**RECORDS TO USE**

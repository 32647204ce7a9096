//! Coordinate geometry shared by grids, layouts and tracks.
//!
//! Page space is y-down, but angles follow the drafting convention: degrees,
//! zero pointing east and increasing counter-clockwise *as seen on the page*.

use kurbo::{BezPath, Point, Vec2};

use crate::error::ensure_positive;
use crate::Error;

/// Distances closer than this are treated as equal when walking paths.
pub const EPSILON: f64 = 1e-9;

/// The square root of three.
pub const SQRT_3: f64 = 1.732_050_807_568_877_2;

/// The vertices of a regular polygon.
///
/// Vertex `i` lies at `rotation + i * 360 / sides` degrees, so vertices run
/// counter-clockwise on the page starting from `rotation`.
pub fn polygon_vertices(
    sides: usize,
    radius: f64,
    center: Point,
    rotation: f64,
) -> Result<Vec<Point>, Error> {
    if sides < 3 {
        return Err(Error::TooFewSides(sides));
    }
    ensure_positive("radius", radius)?;
    let step = 360.0 / sides as f64;
    Ok((0..sides)
        .map(|i| point_on_circle(center, radius, rotation + i as f64 * step))
        .collect())
}

/// The point at `angle` degrees on a circle.
pub fn point_on_circle(center: Point, radius: f64, angle: f64) -> Point {
    let th = angle.to_radians();
    Point::new(center.x + radius * th.cos(), center.y - radius * th.sin())
}

/// The page angle, in degrees in `[0, 360)`, of the vector from `from` to `to`.
pub fn angle_between(from: Point, to: Point) -> f64 {
    vector_angle(to - from)
}

/// The page angle, in degrees in `[0, 360)`, of a vector in page space.
pub fn vector_angle(v: Vec2) -> f64 {
    normalize_angle((-v.y).atan2(v.x).to_degrees())
}

/// Bring an angle into `[0, 360)`.
pub fn normalize_angle(angle: f64) -> f64 {
    let a = angle.rem_euclid(360.0);
    // rem_euclid can round up to exactly 360 for tiny negative inputs
    if a >= 360.0 {
        0.0
    } else {
        a
    }
}

/// Rotate `p` about `center` by `angle` degrees, counter-clockwise on the page.
pub fn rotate_point(p: Point, center: Point, angle: f64) -> Point {
    let (sin, cos) = angle.to_radians().sin_cos();
    let d = p - center;
    // y is flipped on the page, so a page-CCW rotation is a math-CW one here.
    Point::new(
        center.x + d.x * cos + d.y * sin,
        center.y - d.x * sin + d.y * cos,
    )
}

/// The average of a set of vertices.
pub fn centroid(points: &[Point]) -> Option<Point> {
    if points.is_empty() {
        return None;
    }
    let sum = points
        .iter()
        .fold(Vec2::ZERO, |acc, p| acc + p.to_vec2());
    Some((sum / points.len() as f64).to_point())
}

/// The length of a chain of line segments, closing it back to the start if asked.
pub fn polyline_length(points: &[Point], closed: bool) -> f64 {
    segments(points, closed).map(|(a, b)| a.distance(b)).sum()
}

/// Iterate over the segments of a chain of points.
pub fn segments(points: &[Point], closed: bool) -> impl Iterator<Item = (Point, Point)> + '_ {
    let closing = if closed && points.len() > 2 {
        Some((points[points.len() - 1], points[0]))
    } else {
        None
    };
    points.windows(2).map(|w| (w[0], w[1])).chain(closing)
}

/// Find the point at an accumulated `distance` along a chain of segments.
///
/// Returns the point and the unit tangent of the segment it falls on; a point
/// exactly on a corner takes the tangent of the segment leaving it. Distances
/// outside `[0, length]` give `None`, apart from a tiny tolerance at the end.
pub fn point_along(points: &[Point], closed: bool, distance: f64) -> Option<(Point, Vec2)> {
    if points.len() < 2 || distance < -EPSILON {
        return None;
    }
    let mut walked = 0.0;
    let mut last = None;
    for (a, b) in segments(points, closed) {
        let len = a.distance(b);
        if len <= EPSILON {
            continue;
        }
        let tangent = (b - a) / len;
        if distance < walked + len {
            let t = ((distance - walked) / len).clamp(0.0, 1.0);
            return Some((a.lerp(b, t), tangent));
        }
        walked += len;
        last = Some((b, tangent));
    }
    match last {
        Some(end) if distance - walked <= EPSILON => Some(end),
        _ => None,
    }
}

/// Twice the signed area of a polygon, positive when its vertices run
/// clockwise on the (y-down) page.
pub fn signed_area2(points: &[Point]) -> f64 {
    segments(points, true)
        .map(|(a, b)| a.x * b.y - b.x * a.y)
        .sum()
}

/// Whether the vertices run clockwise as seen on the page.
pub fn is_clockwise(points: &[Point]) -> bool {
    signed_area2(points) > 0.0
}

/// A closed path through the given vertices.
pub fn polygon_path(points: &[Point]) -> BezPath {
    let mut path = polyline_path(points);
    if points.len() > 2 {
        path.close_path();
    }
    path
}

/// An open path through the given vertices.
pub fn polyline_path(points: &[Point]) -> BezPath {
    let mut path = BezPath::new();
    let mut iter = points.iter();
    if let Some(first) = iter.next() {
        path.move_to(*first);
        for p in iter {
            path.line_to(*p);
        }
    }
    path
}

/// The side length of a regular polygon with the given circumradius.
pub fn polygon_side(sides: usize, radius: f64) -> f64 {
    2.0 * radius * (std::f64::consts::PI / sides as f64).sin()
}

#[cfg(test)]
mod tests {
    use super::*;

    fn assert_near(a: Point, b: Point) {
        assert!(a.distance(b) < 1e-9, "{:?} != {:?}", a, b);
    }

    #[test]
    fn hexagon_vertices_are_equidistant() {
        let center = Point::new(10.0, 20.0);
        let pts = polygon_vertices(6, 5.0, center, 0.0).unwrap();
        assert_eq!(pts.len(), 6);
        for p in &pts {
            assert!((p.distance(center) - 5.0).abs() < 1e-9);
        }
        assert_near(pts[0], Point::new(15.0, 20.0));
        // counter-clockwise on the page means the second vertex is above the first
        assert!(pts[1].y < center.y);
        let side = pts[0].distance(pts[1]);
        assert!((side - polygon_side(6, 5.0)).abs() < 1e-9);
    }

    #[test]
    fn polygon_needs_three_sides() {
        assert!(matches!(
            polygon_vertices(2, 1.0, Point::ORIGIN, 0.0),
            Err(Error::TooFewSides(2))
        ));
        assert!(polygon_vertices(4, 0.0, Point::ORIGIN, 0.0).is_err());
    }

    #[test]
    fn angles_use_page_convention() {
        let o = Point::ORIGIN;
        assert!((angle_between(o, Point::new(1.0, 0.0)) - 0.0).abs() < 1e-9);
        assert!((angle_between(o, Point::new(0.0, -1.0)) - 90.0).abs() < 1e-9);
        assert!((angle_between(o, Point::new(-1.0, 0.0)) - 180.0).abs() < 1e-9);
        assert!((angle_between(o, Point::new(0.0, 1.0)) - 270.0).abs() < 1e-9);
        assert_eq!(normalize_angle(-90.0), 270.0);
        assert_eq!(normalize_angle(720.0), 0.0);
    }

    #[test]
    fn rotation_matches_circle() {
        let c = Point::new(3.0, 4.0);
        let p = point_on_circle(c, 2.0, 30.0);
        assert_near(rotate_point(p, c, 60.0), point_on_circle(c, 2.0, 90.0));
    }

    #[test]
    fn walk_along_polyline() {
        let pts = [
            Point::new(0.0, 0.0),
            Point::new(10.0, 0.0),
            Point::new(10.0, 10.0),
        ];
        assert_eq!(polyline_length(&pts, false), 20.0);
        let (p, t) = point_along(&pts, false, 15.0).unwrap();
        assert_near(p, Point::new(10.0, 5.0));
        assert_eq!(t, Vec2::new(0.0, 1.0));
        let (end, _) = point_along(&pts, false, 20.0 + 1e-12).unwrap();
        assert_near(end, Point::new(10.0, 10.0));
        assert!(point_along(&pts, false, 21.0).is_none());
        assert!(point_along(&pts[..1], false, 0.0).is_none());
    }

    #[test]
    fn closed_walk_returns_home() {
        let square = [
            Point::new(0.0, 0.0),
            Point::new(4.0, 0.0),
            Point::new(4.0, 4.0),
            Point::new(0.0, 4.0),
        ];
        assert_eq!(polyline_length(&square, true), 16.0);
        let (p, _) = point_along(&square, true, 14.0).unwrap();
        assert_near(p, Point::new(0.0, 2.0));
        assert!(is_clockwise(&square));
        let mut reversed = square.to_vec();
        reversed.reverse();
        assert!(!is_clockwise(&reversed));
    }

    #[test]
    fn centroid_of_square() {
        let square = [
            Point::new(0.0, 0.0),
            Point::new(4.0, 0.0),
            Point::new(4.0, 4.0),
            Point::new(0.0, 4.0),
        ];
        assert_eq!(centroid(&square), Some(Point::new(2.0, 2.0)));
        assert_eq!(centroid(&[]), None);
    }
}
//! Card decks: fitting cards onto pages.

use std::fmt;
use std::ops::RangeInclusive;
use std::str::FromStr;

use kurbo::{Affine, Line, Point, Rect, Size, Vec2};

use crate::error::{ensure_non_negative, ensure_positive};
use crate::units::PaperSize;
use crate::{Color, Error, RenderContext, StrokeStyle};

/// A deck of identically sized cards laid out in a grid on each page.
#[derive(Clone, Debug, PartialEq)]
#[cfg_attr(feature = "serde", derive(serde::Serialize, serde::Deserialize))]
pub struct Deck {
    pub card: Size,
    /// Number of distinct cards.
    pub cards: usize,
    pub page: Size,
    pub margin: f64,
    /// Space between neighbouring cards.
    pub gap: Vec2,
    /// How many times each card is repeated.
    pub copies: usize,
    /// Centre the block of cards within the margins.
    pub centred: bool,
    /// How far card artwork extends beyond the cut line.
    pub bleed: f64,
}

/// Where one card lands.
#[derive(Clone, Debug, PartialEq)]
pub struct CardFrame {
    /// The card, counting from 1.
    pub number: usize,
    /// Which copy of the card, counting from 1.
    pub copy: usize,
    /// The page, counting from 0.
    pub page: usize,
    pub col: u32,
    pub row: u32,
    /// The cut outline of the card.
    pub rect: Rect,
}

impl Deck {
    /// A deck of `cards` cards on A4 paper with half-inch margins.
    pub fn new(card: Size, cards: usize) -> Deck {
        Deck {
            card,
            cards,
            page: PaperSize::A4.size(),
            margin: 36.0,
            gap: Vec2::ZERO,
            copies: 1,
            centred: true,
            bleed: 0.0,
        }
    }

    pub fn page(mut self, page: Size) -> Self {
        self.page = page;
        self
    }

    pub fn margin(mut self, margin: f64) -> Self {
        self.margin = margin;
        self
    }

    pub fn gap(mut self, x: f64, y: f64) -> Self {
        self.gap = Vec2::new(x, y);
        self
    }

    pub fn copies(mut self, copies: usize) -> Self {
        self.copies = copies;
        self
    }

    pub fn centred(mut self, centred: bool) -> Self {
        self.centred = centred;
        self
    }

    pub fn bleed(mut self, bleed: f64) -> Self {
        self.bleed = bleed;
        self
    }

    /// Columns and rows of cards that fit on one page.
    pub fn per_page(&self) -> Result<(u32, u32), Error> {
        ensure_positive("card width", self.card.width)?;
        ensure_positive("card height", self.card.height)?;
        ensure_non_negative("margin", self.margin)?;
        ensure_non_negative("horizontal gap", self.gap.x)?;
        ensure_non_negative("vertical gap", self.gap.y)?;
        let avail = self.available();
        let fit = |space: f64, card: f64, gap: f64| ((space + gap) / (card + gap) + 1e-9).floor();
        let cols = fit(avail.width, self.card.width, self.gap.x);
        let rows = fit(avail.height, self.card.height, self.gap.y);
        if cols < 1.0 || rows < 1.0 {
            return Err(Error::PageTooSmall);
        }
        Ok((cols as u32, rows as u32))
    }

    /// Total number of cards to print, counting copies.
    pub fn total(&self) -> usize {
        self.cards * self.copies
    }

    pub fn page_count(&self) -> Result<usize, Error> {
        let (cols, rows) = self.per_page()?;
        Ok(self.total().div_ceil(slots(cols, rows)?))
    }

    /// Every card in print order, page by page, row by row.
    pub fn frames(&self) -> Result<Vec<CardFrame>, Error> {
        if self.cards == 0 || self.copies == 0 {
            return Err(Error::EmptyGrid);
        }
        let (cols, rows) = self.per_page()?;
        let per_page = slots(cols, rows)?;
        let origin = self.block_origin(cols, rows);
        let step = Vec2::new(self.card.width + self.gap.x, self.card.height + self.gap.y);
        let frames: Vec<CardFrame> = (0..self.total())
            .map(|i| {
                let slot = i % per_page;
                let (col, row) = ((slot % cols as usize) as u32, (slot / cols as usize) as u32);
                let at = origin + Vec2::new(col as f64 * step.x, row as f64 * step.y);
                CardFrame {
                    number: i / self.copies + 1,
                    copy: i % self.copies + 1,
                    page: i / per_page,
                    col,
                    row,
                    rect: Rect::from_origin_size(at, self.card),
                }
            })
            .collect();
        log::debug!(
            "{} cards on {} pages of {}x{}",
            frames.len(),
            self.total().div_ceil(per_page),
            cols,
            rows
        );
        Ok(frames)
    }

    /// Short lines in the margins, in line with the card edges on a page.
    ///
    /// Marks start `bleed` away from the outside of the block of cards and
    /// run `length` further out.
    pub fn cut_marks(&self, page: usize, length: f64) -> Result<Vec<Line>, Error> {
        let frames: Vec<CardFrame> = self
            .frames()?
            .into_iter()
            .filter(|f| f.page == page)
            .collect();
        let Some(block) = frames.iter().map(|f| f.rect).reduce(|a, b| a.union(b)) else {
            return Ok(Vec::new());
        };
        let edges = |values: Vec<f64>| {
            let mut values = values;
            values.sort_by(f64::total_cmp);
            values.dedup_by(|a, b| (*a - *b).abs() < 1e-6);
            values
        };
        let xs = edges(frames.iter().flat_map(|f| [f.rect.x0, f.rect.x1]).collect());
        let ys = edges(frames.iter().flat_map(|f| [f.rect.y0, f.rect.y1]).collect());
        let near = self.bleed;
        let far = self.bleed + length;
        let mut marks = Vec::with_capacity(2 * (xs.len() + ys.len()));
        for x in xs {
            marks.push(Line::new((x, block.y0 - far), (x, block.y0 - near)));
            marks.push(Line::new((x, block.y1 + near), (x, block.y1 + far)));
        }
        for y in ys {
            marks.push(Line::new((block.x0 - far, y), (block.x0 - near, y)));
            marks.push(Line::new((block.x1 + near, y), (block.x1 + far, y)));
        }
        Ok(marks)
    }

    /// Draw one page of the deck.
    ///
    /// `draw_card` is called with the origin moved to the top-left of each
    /// card's cut line. Cut marks are drawn last, if `marks` is given.
    pub fn draw_page<R: RenderContext>(
        &self,
        ctx: &mut R,
        page: usize,
        marks: Option<(&Color, f64)>,
        mut draw_card: impl FnMut(&mut R, &CardFrame) -> Result<(), Error>,
    ) -> Result<(), Error> {
        for frame in self.frames()?.iter().filter(|f| f.page == page) {
            ctx.with_save(|ctx| {
                ctx.transform(Affine::translate(frame.rect.origin().to_vec2()));
                draw_card(ctx, frame)
            })?;
        }
        if let Some((color, width)) = marks {
            let style = StrokeStyle::new();
            let length = (self.margin - self.bleed).clamp(0.0, 18.0);
            if length <= 0.0 {
                log::warn!("no room for cut marks with a bleed of {}", self.bleed);
                return Ok(());
            }
            for line in self.cut_marks(page, length)? {
                ctx.stroke(line, color, width, &style);
            }
        }
        Ok(())
    }

    fn available(&self) -> Size {
        Size::new(
            self.page.width - 2.0 * self.margin,
            self.page.height - 2.0 * self.margin,
        )
    }

    fn block_origin(&self, cols: u32, rows: u32) -> Point {
        let corner = Point::new(self.margin, self.margin);
        if !self.centred {
            return corner;
        }
        let block = Size::new(
            cols as f64 * self.card.width + (cols - 1) as f64 * self.gap.x,
            rows as f64 * self.card.height + (rows - 1) as f64 * self.gap.y,
        );
        let avail = self.available();
        corner + Vec2::new(avail.width - block.width, avail.height - block.height) / 2.0
    }
}

fn slots(cols: u32, rows: u32) -> Result<usize, Error> {
    (cols as usize)
        .checked_mul(rows as usize)
        .ok_or(Error::InvalidSpacing("too many cards fit on one page"))
}

impl CardFrame {
    /// The card outline grown by `bleed` on every side.
    pub fn bleed_rect(&self, bleed: f64) -> Rect {
        self.rect.inflate(bleed, bleed)
    }
}

/// Which pages to produce, counting from 1.
#[derive(Clone, Debug, Default, PartialEq, Eq)]
pub enum PageSelection {
    #[default]
    All,
    Pages(Vec<RangeInclusive<usize>>),
}

impl PageSelection {
    /// Parse a list such as `1,3-5`.
    pub fn parse(s: &str) -> Result<PageSelection, Error> {
        let bad = || Error::InvalidPageRange(s.to_string());
        let trimmed = s.trim();
        if trimmed.eq_ignore_ascii_case("all") {
            return Ok(PageSelection::All);
        }
        let mut ranges = Vec::new();
        for part in trimmed.split(',') {
            let part = part.trim();
            let (lo, hi) = match part.split_once('-') {
                Some((lo, hi)) => (lo.trim(), hi.trim()),
                None => (part, part),
            };
            let lo: usize = lo.parse().map_err(|_| bad())?;
            let hi: usize = hi.parse().map_err(|_| bad())?;
            if lo == 0 || hi < lo {
                return Err(bad());
            }
            ranges.push(lo..=hi);
        }
        Ok(PageSelection::Pages(ranges))
    }

    pub fn contains(&self, page: usize) -> bool {
        match self {
            PageSelection::All => true,
            PageSelection::Pages(ranges) => ranges.iter().any(|r| r.contains(&page)),
        }
    }
}

impl FromStr for PageSelection {
    type Err = Error;

    fn from_str(s: &str) -> Result<Self, Self::Err> {
        PageSelection::parse(s)
    }
}

impl fmt::Display for PageSelection {
    fn fmt(&self, f: &mut fmt::Formatter) -> fmt::Result {
        match self {
            PageSelection::All => write!(f, "all"),
            PageSelection::Pages(ranges) => {
                for (i, r) in ranges.iter().enumerate() {
                    if i > 0 {
                        write!(f, ",")?;
                    }
                    if r.start() == r.end() {
                        write!(f, "{}", r.start())?;
                    } else {
                        write!(f, "{}-{}", r.start(), r.end())?;
                    }
                }
                Ok(())
            }
        }
    }
}

#[cfg(test)]
mod tests {
    use super::*;
    use crate::NullRenderContext;

    // a poker card is 2.5 x 3.5 inches
    fn poker() -> Deck {
        Deck::new(Size::new(180.0, 252.0), 10)
    }

    #[test]
    fn cards_per_page() {
        // A4 less half-inch margins is about 523 x 770 points
        assert_eq!(poker().per_page().unwrap(), (2, 3));
        assert_eq!(poker().margin(0.0).per_page().unwrap(), (3, 3));
        assert_eq!(poker().gap(200.0, 0.0).per_page().unwrap(), (1, 3));
        let tiny = poker().page(Size::new(200.0, 200.0));
        assert!(matches!(tiny.per_page(), Err(Error::PageTooSmall)));
        assert!(Deck::new(Size::new(0.0, 1.0), 1).per_page().is_err());
    }

    #[test]
    fn tiny_cards_do_not_overflow() {
        let deck = Deck::new(Size::new(0.005, 0.005), 1);
        let (cols, rows) = deck.per_page().unwrap();
        assert!(cols as u64 * rows as u64 > u32::MAX as u64);
        assert_eq!(deck.page_count().unwrap(), 1);
        let frames = deck.frames().unwrap();
        assert_eq!((frames[0].col, frames[0].row, frames[0].page), (0, 0, 0));
    }

    #[test]
    fn negative_margins_and_gaps() {
        let err = poker().margin(-1.0).per_page().unwrap_err();
        assert!(matches!(err, Error::Negative { what: "margin", .. }));
        assert_eq!(err.to_string(), "The margin must not be negative (got -1)");
        assert!(matches!(
            poker().gap(0.0, -2.0).per_page(),
            Err(Error::Negative { what: "vertical gap", .. })
        ));
        // zero is fine
        assert!(poker().margin(0.0).gap(0.0, 0.0).per_page().is_ok());
    }

    #[test]
    fn exact_fit() {
        let deck = Deck::new(Size::new(50.0, 50.0), 4)
            .page(Size::new(120.0, 120.0))
            .margin(10.0);
        assert_eq!(deck.per_page().unwrap(), (2, 2));
        let frames = deck.frames().unwrap();
        assert_eq!(frames[3].rect, Rect::new(60.0, 60.0, 110.0, 110.0));
    }

    #[test]
    fn frames_fill_pages_in_order() {
        let deck = poker().copies(2);
        assert_eq!(deck.page_count().unwrap(), 4);
        let frames = deck.frames().unwrap();
        assert_eq!(frames.len(), 20);
        assert_eq!((frames[1].number, frames[1].copy), (1, 2));
        assert_eq!((frames[2].number, frames[2].col, frames[2].row), (2, 0, 1));
        assert_eq!(frames[6].page, 1);
        assert_eq!(frames[19].page, 3);
        // the block is centred on the page
        let block_left = frames[0].rect.x0;
        let block_right = frames[1].rect.x1;
        let page = PaperSize::A4.size();
        assert!((block_left - (page.width - block_right)).abs() < 1e-9);
        let uncentred = poker().centred(false).frames().unwrap();
        assert_eq!(uncentred[0].rect.origin(), Point::new(36.0, 36.0));
        assert!(poker().copies(0).frames().is_err());
    }

    #[test]
    fn cut_marks_follow_card_edges() {
        let deck = Deck::new(Size::new(50.0, 50.0), 3)
            .page(Size::new(200.0, 200.0))
            .margin(20.0)
            .gap(0.0, 0.0)
            .centred(false);
        // 3x3 per page; three cards fill one row
        let marks = deck.cut_marks(0, 5.0).unwrap();
        // four vertical edges and two horizontal ones, marked at both ends
        assert_eq!(marks.len(), 12);
        assert_eq!(marks[0], Line::new((20.0, 15.0), (20.0, 20.0)));
        assert!(deck.cut_marks(1, 5.0).unwrap().is_empty());
        let bled = deck.bleed(3.0).cut_marks(0, 5.0).unwrap();
        assert_eq!(bled[0], Line::new((20.0, 12.0), (20.0, 17.0)));
    }

    #[test]
    fn draw_page_visits_cards() {
        let deck = poker();
        let mut rc = NullRenderContext::new();
        let mut seen = Vec::new();
        deck.draw_page(&mut rc, 1, Some((&Color::BLACK, 0.5)), |rc, frame| {
            assert_eq!(rc.depth(), 1);
            seen.push(frame.number);
            Ok(())
        })
        .unwrap();
        assert_eq!(seen, vec![7, 8, 9, 10]);
        assert_eq!(rc.depth(), 0);
        assert!(rc.shapes > 0);
    }

    #[test]
    fn no_cut_marks_when_the_bleed_fills_the_margin() {
        let deck = poker().margin(5.0).bleed(10.0);
        let count = |marks: Option<(&Color, f64)>| {
            let mut rc = NullRenderContext::new();
            deck.draw_page(&mut rc, 0, marks, |_, _| Ok(())).unwrap();
            rc.shapes
        };
        assert_eq!(count(Some((&Color::BLACK, 0.5))), count(None));
    }

    #[test]
    fn page_selection() {
        let sel = PageSelection::parse("1, 3-5").unwrap();
        assert!(sel.contains(1));
        assert!(!sel.contains(2));
        assert!(sel.contains(4));
        assert_eq!(sel.to_string(), "1,3-5");
        assert_eq!("all".parse::<PageSelection>().unwrap(), PageSelection::All);
        for bad in ["", "0", "5-3", "x", "1,,2"] {
            assert!(PageSelection::parse(bad).is_err(), "{}", bad);
        }
    }
}
#[test]
fn test_resolve_latches_resolution_time() {
    let (_tmp, db_path) = setup();
    seed_users(&db_path);
    submit(&db_path, "Wifi down", &[]);

    let output = run_complaintdesk(&["complaint", "resolve", "1", "-s", "Router rebooted"], &db_path);
    assert!(output.status.success(), "{}", stderr(&output));
    let first = json(&run_complaintdesk(&["complaint", "show", "1", "--json"], &db_path));
    assert_eq!(first["status"], "resolved");
    assert_eq!(first["solution"], "Router rebooted");
    assert!(first["resolved_at"].is_string());
    assert!(first["time_to_resolve_secs"].is_number());

    // Reopen and resolve again: resolved_at keeps its first value
    run_complaintdesk(&["complaint", "status", "1", "in_progress"], &db_path);
    run_complaintdesk(&["complaint", "status", "1", "resolved"], &db_path);
    let second = json(&run_complaintdesk(&["complaint", "show", "1", "--json"], &db_path));
    assert_eq!(second["resolved_at"], first["resolved_at"]);
}

#[test]
fn test_assign_moves_pending_to_in_progress() {
    let (_tmp, db_path) = setup();
    seed_users(&db_path);
    submit(&db_path, "Leaky tap", &[]);

    let output = run_complaintdesk(&["complaint", "assign", "1", "2"], &db_path);
    assert!(output.status.success(), "{}", stderr(&output));
    let detail = json(&run_complaintdesk(&["complaint", "show", "1", "--json"], &db_path));
    assert_eq!(detail["assigned_staff_id"], 2);
    assert_eq!(detail["status"], "in_progress");

    run_complaintdesk(&["complaint", "assign", "1"], &db_path);
    let detail = json(&run_complaintdesk(&["complaint", "show", "1", "--json"], &db_path));
    assert!(detail["assigned_staff_id"].is_null());
}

**YOUR GOAL**
The entries above hold a line with "Bring an angle" and a later line with "let t = ((distance". Write out exactly those lines and all lines between, nothing more.

**EXPECTED OUTPUT**
/// Bring an angle into `[0, 360)`.
pub fn normalize_angle(angle: f64) -> f64 {
    let a = angle.rem_euclid(360.0);
    // rem_euclid can round up to exactly 360 for tiny negative inputs
    if a >= 360.0 {
        0.0
    } else {
        a
    }
}

/// Rotate `p` about `center` by `angle` degrees, counter-clockwise on the page.
pub fn rotate_point(p: Point, center: Point, angle: f64) -> Point {
    let (sin, cos) = angle.to_radians().sin_cos();
    let d = p - center;
    // y is flipped on the page, so a page-CCW rotation is a math-CW one here.
    Point::new(
        center.x + d.x * cos + d.y * sin,
        center.y - d.x * sin + d.y * cos,
    )
}

/// The average of a set of vertices.
pub fn centroid(points: &[Point]) -> Option<Point> {
    if points.is_empty() {
        return None;
    }
    let sum = points
        .iter()
        .fold(Vec2::ZERO, |acc, p| acc + p.to_vec2());
    Some((sum / points.len() as f64).to_point())
}

/// The length of a chain of line segments, closing it back to the start if asked.
pub fn polyline_length(points: &[Point], closed: bool) -> f64 {
    segments(points, closed).map(|(a, b)| a.distance(b)).sum()
}

/// Iterate over the segments of a chain of points.
pub fn segments(points: &[Point], closed: bool) -> impl Iterator<Item = (Point, Point)> + '_ {
    let closing = if closed && points.len() > 2 {
        Some((points[points.len() - 1], points[0]))
    } else {
        None
    };
    points.windows(2).map(|w| (w[0], w[1])).chain(closing)
}

/// Find the point at an accumulated `distance` along a chain of segments.
///
/// Returns the point and the unit tangent of the segment it falls on; a point
/// exactly on a corner takes the tangent of the segment leaving it. Distances
/// outside `[0, length]` give `None`, apart from a tiny tolerance at the end.
pub fn point_along(points: &[Point], closed: bool, distance: f64) -> Option<(Point, Vec2)> {
    if points.len() < 2 || distance < -EPSILON {
        return None;
    }
    let mut walked = 0.0;
    let mut last = None;
    for (a, b) in segments(points, closed) {
        let len = a.distance(b);
        if len <= EPSILON {
            continue;
        }
        let tangent = (b - a) / len;
        if distance < walked + len {
            let t = ((distance - walked) / len).clamp(0.0, 1.0);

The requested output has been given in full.